═══ DATASET EXCERPTS
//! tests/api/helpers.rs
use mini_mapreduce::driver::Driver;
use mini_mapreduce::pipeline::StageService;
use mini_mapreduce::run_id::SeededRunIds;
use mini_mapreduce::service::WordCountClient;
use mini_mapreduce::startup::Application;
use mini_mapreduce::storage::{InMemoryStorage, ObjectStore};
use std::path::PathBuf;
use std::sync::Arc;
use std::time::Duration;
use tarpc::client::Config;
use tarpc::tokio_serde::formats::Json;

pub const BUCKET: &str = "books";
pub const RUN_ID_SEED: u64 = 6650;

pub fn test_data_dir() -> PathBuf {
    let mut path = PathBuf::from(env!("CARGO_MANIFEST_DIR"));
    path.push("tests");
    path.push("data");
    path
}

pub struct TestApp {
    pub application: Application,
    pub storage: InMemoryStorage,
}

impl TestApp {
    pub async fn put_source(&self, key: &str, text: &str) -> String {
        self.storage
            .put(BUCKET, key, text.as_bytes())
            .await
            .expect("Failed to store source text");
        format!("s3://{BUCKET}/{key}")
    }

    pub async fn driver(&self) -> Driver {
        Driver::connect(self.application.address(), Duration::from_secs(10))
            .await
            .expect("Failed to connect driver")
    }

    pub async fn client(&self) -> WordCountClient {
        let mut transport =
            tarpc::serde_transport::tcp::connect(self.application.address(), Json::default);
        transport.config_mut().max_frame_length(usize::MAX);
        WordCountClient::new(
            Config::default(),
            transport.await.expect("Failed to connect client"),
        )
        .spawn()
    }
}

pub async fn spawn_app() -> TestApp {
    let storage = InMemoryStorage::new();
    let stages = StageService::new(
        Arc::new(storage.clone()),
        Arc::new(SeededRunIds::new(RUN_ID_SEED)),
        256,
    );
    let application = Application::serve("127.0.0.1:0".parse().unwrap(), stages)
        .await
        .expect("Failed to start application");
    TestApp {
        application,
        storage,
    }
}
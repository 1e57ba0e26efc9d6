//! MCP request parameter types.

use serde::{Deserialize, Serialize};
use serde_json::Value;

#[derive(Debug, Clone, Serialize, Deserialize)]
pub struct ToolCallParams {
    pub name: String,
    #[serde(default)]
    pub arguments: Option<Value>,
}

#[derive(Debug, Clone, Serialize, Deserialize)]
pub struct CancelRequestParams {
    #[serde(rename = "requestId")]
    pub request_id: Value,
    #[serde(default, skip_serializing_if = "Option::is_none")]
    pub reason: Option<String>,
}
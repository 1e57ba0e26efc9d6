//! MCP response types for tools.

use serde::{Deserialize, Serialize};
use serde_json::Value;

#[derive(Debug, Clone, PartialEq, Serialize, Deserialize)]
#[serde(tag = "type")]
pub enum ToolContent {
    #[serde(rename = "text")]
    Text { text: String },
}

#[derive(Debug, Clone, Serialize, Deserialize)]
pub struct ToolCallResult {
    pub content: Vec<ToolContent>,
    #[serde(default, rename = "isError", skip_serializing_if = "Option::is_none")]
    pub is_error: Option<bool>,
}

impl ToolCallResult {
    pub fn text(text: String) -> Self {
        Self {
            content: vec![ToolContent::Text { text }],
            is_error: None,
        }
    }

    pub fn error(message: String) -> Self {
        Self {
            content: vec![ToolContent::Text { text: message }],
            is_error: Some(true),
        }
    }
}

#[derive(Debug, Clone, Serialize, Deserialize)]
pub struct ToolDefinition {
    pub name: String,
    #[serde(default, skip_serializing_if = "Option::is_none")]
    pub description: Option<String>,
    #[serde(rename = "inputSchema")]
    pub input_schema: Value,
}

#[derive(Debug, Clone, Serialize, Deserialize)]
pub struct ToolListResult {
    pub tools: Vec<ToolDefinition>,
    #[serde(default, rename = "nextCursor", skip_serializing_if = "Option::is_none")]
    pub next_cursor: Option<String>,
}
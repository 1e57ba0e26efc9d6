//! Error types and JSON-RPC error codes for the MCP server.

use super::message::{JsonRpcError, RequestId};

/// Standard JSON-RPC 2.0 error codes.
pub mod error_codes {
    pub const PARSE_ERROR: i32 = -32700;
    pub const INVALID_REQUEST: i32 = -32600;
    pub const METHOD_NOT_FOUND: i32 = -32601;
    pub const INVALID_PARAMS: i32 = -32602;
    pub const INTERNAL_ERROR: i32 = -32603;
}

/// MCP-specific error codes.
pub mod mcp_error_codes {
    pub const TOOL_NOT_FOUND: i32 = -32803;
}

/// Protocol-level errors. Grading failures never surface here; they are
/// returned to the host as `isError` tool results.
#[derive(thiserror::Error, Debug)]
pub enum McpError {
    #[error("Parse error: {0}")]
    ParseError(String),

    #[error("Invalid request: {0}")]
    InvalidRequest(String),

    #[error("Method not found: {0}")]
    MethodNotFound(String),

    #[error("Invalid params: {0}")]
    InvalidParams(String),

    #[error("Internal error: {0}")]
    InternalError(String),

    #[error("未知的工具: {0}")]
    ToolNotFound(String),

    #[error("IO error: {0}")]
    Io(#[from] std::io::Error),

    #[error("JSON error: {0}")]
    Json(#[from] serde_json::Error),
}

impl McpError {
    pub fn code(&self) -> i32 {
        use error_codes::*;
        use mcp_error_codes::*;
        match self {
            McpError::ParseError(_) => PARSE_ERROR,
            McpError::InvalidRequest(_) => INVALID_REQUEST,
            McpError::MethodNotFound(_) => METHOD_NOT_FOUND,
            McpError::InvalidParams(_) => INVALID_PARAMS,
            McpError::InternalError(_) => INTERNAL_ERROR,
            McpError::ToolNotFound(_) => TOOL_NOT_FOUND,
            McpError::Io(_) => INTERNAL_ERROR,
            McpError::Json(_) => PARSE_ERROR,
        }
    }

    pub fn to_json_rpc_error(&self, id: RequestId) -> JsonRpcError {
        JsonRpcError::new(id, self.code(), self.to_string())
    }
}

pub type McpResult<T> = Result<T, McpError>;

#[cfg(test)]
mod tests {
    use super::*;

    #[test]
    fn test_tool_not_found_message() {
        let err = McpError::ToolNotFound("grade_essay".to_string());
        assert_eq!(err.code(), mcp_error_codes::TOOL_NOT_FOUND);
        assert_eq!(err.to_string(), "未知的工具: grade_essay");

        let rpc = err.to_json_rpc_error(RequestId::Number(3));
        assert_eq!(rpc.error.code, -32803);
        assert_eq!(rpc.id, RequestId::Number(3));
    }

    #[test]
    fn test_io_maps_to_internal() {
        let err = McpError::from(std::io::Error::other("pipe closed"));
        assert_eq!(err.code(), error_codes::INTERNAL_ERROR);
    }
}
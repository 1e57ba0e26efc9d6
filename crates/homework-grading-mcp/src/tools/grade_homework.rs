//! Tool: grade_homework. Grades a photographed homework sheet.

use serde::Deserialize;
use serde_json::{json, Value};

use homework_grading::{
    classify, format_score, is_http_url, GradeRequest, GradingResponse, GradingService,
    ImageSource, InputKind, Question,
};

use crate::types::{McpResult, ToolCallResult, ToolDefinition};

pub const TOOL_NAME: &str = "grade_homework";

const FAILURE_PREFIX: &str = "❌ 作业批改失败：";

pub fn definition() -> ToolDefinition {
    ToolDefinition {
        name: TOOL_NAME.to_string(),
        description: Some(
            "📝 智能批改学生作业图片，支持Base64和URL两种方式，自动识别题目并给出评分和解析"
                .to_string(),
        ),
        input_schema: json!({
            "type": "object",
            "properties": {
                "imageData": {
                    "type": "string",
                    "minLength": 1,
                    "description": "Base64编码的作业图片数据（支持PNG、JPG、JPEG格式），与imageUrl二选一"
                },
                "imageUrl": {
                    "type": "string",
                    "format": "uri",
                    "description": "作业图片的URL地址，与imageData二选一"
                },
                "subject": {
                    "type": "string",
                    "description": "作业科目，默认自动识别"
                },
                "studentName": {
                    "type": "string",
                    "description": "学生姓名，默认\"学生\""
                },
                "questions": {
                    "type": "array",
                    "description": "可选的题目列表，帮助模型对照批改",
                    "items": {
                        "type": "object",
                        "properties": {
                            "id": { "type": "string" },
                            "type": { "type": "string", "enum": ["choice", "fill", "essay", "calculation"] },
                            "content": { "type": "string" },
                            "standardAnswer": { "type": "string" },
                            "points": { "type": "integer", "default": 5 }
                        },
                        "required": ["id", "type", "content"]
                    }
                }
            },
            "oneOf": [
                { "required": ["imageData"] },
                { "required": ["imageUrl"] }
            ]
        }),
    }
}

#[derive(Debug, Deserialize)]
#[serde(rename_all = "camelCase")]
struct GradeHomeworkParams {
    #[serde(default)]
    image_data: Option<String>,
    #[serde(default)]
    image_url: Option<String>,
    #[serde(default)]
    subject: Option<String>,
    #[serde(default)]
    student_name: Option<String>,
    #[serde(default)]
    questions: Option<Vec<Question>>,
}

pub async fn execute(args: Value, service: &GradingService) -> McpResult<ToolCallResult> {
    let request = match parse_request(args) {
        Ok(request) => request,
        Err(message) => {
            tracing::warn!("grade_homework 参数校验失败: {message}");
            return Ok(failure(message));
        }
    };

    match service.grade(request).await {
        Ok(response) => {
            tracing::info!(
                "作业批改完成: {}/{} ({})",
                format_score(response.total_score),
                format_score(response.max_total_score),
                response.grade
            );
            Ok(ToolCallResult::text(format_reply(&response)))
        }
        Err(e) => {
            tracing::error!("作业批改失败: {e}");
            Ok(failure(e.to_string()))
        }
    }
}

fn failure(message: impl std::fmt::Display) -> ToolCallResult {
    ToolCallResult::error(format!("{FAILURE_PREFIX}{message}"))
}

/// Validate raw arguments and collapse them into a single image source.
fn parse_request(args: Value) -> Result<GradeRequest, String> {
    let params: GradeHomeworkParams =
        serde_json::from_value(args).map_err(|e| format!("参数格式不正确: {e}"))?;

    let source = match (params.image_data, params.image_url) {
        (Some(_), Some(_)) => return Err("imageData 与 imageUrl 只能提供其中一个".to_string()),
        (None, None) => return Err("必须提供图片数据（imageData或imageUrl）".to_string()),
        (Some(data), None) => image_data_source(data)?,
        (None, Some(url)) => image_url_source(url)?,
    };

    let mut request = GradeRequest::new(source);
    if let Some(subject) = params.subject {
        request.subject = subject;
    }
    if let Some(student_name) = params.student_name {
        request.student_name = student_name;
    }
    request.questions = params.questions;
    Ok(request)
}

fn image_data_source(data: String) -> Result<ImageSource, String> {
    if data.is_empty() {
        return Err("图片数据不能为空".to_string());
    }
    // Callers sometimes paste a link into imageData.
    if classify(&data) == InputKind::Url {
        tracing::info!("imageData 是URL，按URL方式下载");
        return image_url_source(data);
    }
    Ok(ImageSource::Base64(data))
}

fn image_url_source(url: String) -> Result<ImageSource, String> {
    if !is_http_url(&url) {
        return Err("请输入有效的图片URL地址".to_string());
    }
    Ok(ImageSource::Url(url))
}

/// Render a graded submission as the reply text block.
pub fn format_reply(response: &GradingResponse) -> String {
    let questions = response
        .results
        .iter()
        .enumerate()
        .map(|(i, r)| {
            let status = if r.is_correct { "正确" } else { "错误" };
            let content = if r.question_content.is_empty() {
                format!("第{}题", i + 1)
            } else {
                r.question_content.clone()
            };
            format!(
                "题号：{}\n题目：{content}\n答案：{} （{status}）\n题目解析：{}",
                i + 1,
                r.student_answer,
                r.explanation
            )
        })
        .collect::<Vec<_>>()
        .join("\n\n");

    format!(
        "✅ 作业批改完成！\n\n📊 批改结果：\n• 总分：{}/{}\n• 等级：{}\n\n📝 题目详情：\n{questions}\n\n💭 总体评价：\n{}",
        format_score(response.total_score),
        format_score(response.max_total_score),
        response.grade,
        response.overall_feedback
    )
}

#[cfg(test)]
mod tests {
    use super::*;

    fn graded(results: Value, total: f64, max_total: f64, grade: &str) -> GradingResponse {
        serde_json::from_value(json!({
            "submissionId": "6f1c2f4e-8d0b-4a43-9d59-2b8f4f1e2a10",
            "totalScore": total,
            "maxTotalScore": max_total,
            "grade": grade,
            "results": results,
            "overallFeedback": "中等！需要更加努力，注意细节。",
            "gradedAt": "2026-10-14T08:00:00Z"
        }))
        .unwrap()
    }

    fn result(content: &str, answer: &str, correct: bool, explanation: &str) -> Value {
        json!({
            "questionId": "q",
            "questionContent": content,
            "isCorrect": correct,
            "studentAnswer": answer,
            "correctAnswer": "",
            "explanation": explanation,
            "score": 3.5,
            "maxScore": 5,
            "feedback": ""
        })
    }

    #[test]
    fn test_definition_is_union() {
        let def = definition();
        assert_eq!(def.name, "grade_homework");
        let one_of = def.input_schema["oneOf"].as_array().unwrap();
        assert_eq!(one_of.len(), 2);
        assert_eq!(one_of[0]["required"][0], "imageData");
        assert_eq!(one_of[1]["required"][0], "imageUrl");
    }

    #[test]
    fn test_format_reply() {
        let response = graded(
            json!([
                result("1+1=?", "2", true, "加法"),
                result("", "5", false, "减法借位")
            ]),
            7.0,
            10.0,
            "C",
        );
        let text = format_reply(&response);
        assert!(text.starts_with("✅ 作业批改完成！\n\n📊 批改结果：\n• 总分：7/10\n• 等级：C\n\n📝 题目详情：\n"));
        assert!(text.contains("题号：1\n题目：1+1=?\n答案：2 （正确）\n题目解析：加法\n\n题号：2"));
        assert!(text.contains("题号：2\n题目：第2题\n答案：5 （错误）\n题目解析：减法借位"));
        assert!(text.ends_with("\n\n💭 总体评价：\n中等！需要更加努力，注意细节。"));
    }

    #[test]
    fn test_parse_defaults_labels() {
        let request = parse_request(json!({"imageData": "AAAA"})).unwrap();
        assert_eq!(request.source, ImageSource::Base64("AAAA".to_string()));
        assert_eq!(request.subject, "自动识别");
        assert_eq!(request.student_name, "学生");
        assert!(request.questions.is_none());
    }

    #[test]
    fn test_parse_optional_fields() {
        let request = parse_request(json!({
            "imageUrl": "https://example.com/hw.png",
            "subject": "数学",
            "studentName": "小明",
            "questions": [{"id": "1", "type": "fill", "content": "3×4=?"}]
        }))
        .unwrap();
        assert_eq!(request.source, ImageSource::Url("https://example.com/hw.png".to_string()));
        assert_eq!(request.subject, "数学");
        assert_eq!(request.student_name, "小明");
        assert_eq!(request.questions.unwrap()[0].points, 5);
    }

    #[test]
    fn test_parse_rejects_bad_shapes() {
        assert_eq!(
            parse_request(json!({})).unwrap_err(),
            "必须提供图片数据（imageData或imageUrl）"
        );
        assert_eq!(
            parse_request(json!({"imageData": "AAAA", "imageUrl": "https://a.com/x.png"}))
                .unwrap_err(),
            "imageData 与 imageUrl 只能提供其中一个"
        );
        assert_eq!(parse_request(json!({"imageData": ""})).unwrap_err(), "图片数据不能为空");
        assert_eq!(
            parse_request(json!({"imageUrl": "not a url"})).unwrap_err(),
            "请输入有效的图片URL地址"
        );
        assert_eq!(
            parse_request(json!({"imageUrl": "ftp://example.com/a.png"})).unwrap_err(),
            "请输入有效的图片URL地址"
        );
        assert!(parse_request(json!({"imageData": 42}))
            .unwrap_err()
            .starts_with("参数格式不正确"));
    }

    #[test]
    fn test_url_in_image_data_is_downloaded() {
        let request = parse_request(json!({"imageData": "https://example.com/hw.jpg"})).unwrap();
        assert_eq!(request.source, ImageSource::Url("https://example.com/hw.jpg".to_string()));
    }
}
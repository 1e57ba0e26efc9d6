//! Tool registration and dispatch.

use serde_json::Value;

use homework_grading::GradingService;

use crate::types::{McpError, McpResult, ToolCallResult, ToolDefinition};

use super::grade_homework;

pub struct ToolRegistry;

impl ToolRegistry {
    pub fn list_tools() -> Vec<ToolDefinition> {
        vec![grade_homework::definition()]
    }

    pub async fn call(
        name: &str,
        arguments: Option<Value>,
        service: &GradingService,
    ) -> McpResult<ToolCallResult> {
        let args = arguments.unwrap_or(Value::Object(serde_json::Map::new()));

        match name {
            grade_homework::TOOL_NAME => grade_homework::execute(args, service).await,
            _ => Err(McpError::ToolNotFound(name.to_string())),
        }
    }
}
══════
■ WORK ORDER
Report all lines above with "description".

■ ANSWER TO THIS EXERCISE
    pub description: Option<String>,
        description: Some(
                    "description": "Base64编码的作业图片数据（支持PNG、JPG、JPEG格式），与imageUrl二选一"
                    "description": "作业图片的URL地址，与imageData二选一"
                    "description": "作业科目，默认自动识别"
                    "description": "学生姓名，默认\"学生\""
                    "description": "可选的题目列表，帮助模型对照批改",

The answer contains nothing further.